> **Exercise requirements**: Exactly as they appear below, repeat the lines from the one with "const FALLBACK: &str" through the one with "return Err(SlugError::EmptySegment);", and no others.

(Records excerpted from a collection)
—————

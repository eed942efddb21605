//! Output slugs.
//!
//! A slug is the path of a note's page below the output root, without the
//! `.html` extension: lowercase ASCII segments separated by `/`.

use std::fmt;

use chrono::Datelike;
use serde::{Deserialize, Serialize};
use thiserror::Error;

use crate::model::Note;

/// Top-level slugs taken by aggregate pages.
const RESERVED: [&str; 1] = ["index"];

/// Suffix appended to a computed slug that would take a reserved name.
const RESERVED_SUFFIX: &str = "-note";

/// Fallback when neither title nor identifier yields any slug characters.
const FALLBACK: &str = "note";

/// Why a string is not a usable slug.
#[derive(Debug, Clone, PartialEq, Eq, Error)]
pub enum SlugError {
    #[error("slug is empty")]
    Empty,
    #[error("slug has an empty path segment")]
    EmptySegment,
    #[error("slug contains {ch:?} at byte {pos}")]
    InvalidChar { ch: char, pos: usize },
    #[error("slug {0:?} is reserved")]
    Reserved(String),
}

/// A validated slug.
#[derive(Debug, Clone, PartialEq, Eq, PartialOrd, Ord, Hash, Serialize, Deserialize)]
#[serde(try_from = "String", into = "String")]
pub struct Slug(String);

impl Slug {
    /// Validate a stored or user-supplied slug.
    pub fn parse(s: &str) -> Result<Self, SlugError> {
        if s.is_empty() {
            return Err(SlugError::Empty);
        }
        for (pos, ch) in s.char_indices() {
            let ok = ch.is_ascii_lowercase() || ch.is_ascii_digit() || matches!(ch, '-' | '_' | '/');
            if !ok {
                return Err(SlugError::InvalidChar { ch, pos });
            }
        }
        if s.split('/').any(str::is_empty) {
            return Err(SlugError::EmptySegment);
        }
        if RESERVED.contains(&s) {
            return Err(SlugError::Reserved(s.to_string()));
        }
        Ok(Self(s.to_string()))
    }

    pub fn as_str(&self) -> &str {
        &self.0
    }

    pub fn segments(&self) -> impl Iterator<Item = &str> {
        self.0.split('/')
    }
}

impl fmt::Display for Slug {
    fn fmt(&self, f: &mut fmt::Formatter<'_>) -> fmt::Result {
        f.write_str(&self.0)
    }
}

impl TryFrom<String> for Slug {
    type Error = SlugError;

    fn try_from(s: String) -> Result<Self, Self::Error> {
        Slug::parse(&s)
    }
}

impl From<Slug> for String {
    fn from(slug: Slug) -> Self {
        slug.0
    }
}

impl AsRef<str> for Slug {
    fn as_ref(&self) -> &str {
        &self.0
    }
}

/// How slugs are computed for notes published for the first time.
#[derive(Debug, Clone, Copy, PartialEq, Eq)]
pub struct SlugOptions {
    /// Folder names below the published folder become path segments.
    pub include_folders: bool,
    /// Prefix `YYYY/MM/` from the creation date.
    pub date_prefix: bool,
}

impl Default for SlugOptions {
    fn default() -> Self {
        Self {
            include_folders: true,
            date_prefix: false,
        }
    }
}

/// Convert text to a single slug segment.
///
/// Lowercases ASCII letters and turns runs of anything else into one hyphen.
/// Apostrophes are dropped so contractions stay one word.
///
/// ```
/// use notepress::publish::slug::slugify;
///
/// assert_eq!(slugify("Hello, World!"), "hello-world");
/// assert_eq!(slugify("Don't Panic"), "dont-panic");
/// assert_eq!(slugify("  Multiple   Spaces  "), "multiple-spaces");
/// ```
pub fn slugify(text: &str) -> String {
    text.chars()
        .filter(|&c| c != '\'' && c != '\u{2019}')
        .map(|c| {
            if c.is_ascii_alphanumeric() {
                c.to_ascii_lowercase()
            } else {
                '-'
            }
        })
        .collect::<String>()
        .split('-')
        .filter(|s| !s.is_empty())
        .collect::<Vec<_>>()
        .join("-")
}

/// Slug for a note that has never been published.
pub fn compute_slug(note: &Note, options: &SlugOptions) -> Slug {
    let mut segments = Vec::new();
    if options.date_prefix {
        segments.push(format!("{:04}", note.created.year()));
        segments.push(format!("{:02}", note.created.month()));
    }
    if options.include_folders {
        segments.extend(
            note.folder_path
                .iter()
                .map(|folder| slugify(folder))
                .filter(|s| !s.is_empty()),
        );
    }

    let mut leaf = slugify(&note.title);
    if leaf.is_empty() {
        leaf = slugify(note.id.as_str());
    }
    if leaf.is_empty() {
        leaf = FALLBACK.to_string();
    }
    if segments.is_empty() && RESERVED.contains(&leaf.as_str()) {
        leaf.push_str(RESERVED_SUFFIX);
    }
    segments.push(leaf);

    Slug(segments.join("/"))
}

—————

> **Written answer**:
const FALLBACK: &str = "note";

/// Why a string is not a usable slug.
#[derive(Debug, Clone, PartialEq, Eq, Error)]
pub enum SlugError {
    #[error("slug is empty")]
    Empty,
    #[error("slug has an empty path segment")]
    EmptySegment,
    #[error("slug contains {ch:?} at byte {pos}")]
    InvalidChar { ch: char, pos: usize },
    #[error("slug {0:?} is reserved")]
    Reserved(String),
}

/// A validated slug.
#[derive(Debug, Clone, PartialEq, Eq, PartialOrd, Ord, Hash, Serialize, Deserialize)]
#[serde(try_from = "String", into = "String")]
pub struct Slug(String);

impl Slug {
    /// Validate a stored or user-supplied slug.
    pub fn parse(s: &str) -> Result<Self, SlugError> {
        if s.is_empty() {
            return Err(SlugError::Empty);
        }
        for (pos, ch) in s.char_indices() {
            let ok = ch.is_ascii_lowercase() || ch.is_ascii_digit() || matches!(ch, '-' | '_' | '/');
            if !ok {
                return Err(SlugError::InvalidChar { ch, pos });
            }
        }
        if s.split('/').any(str::is_empty) {
            return Err(SlugError::EmptySegment);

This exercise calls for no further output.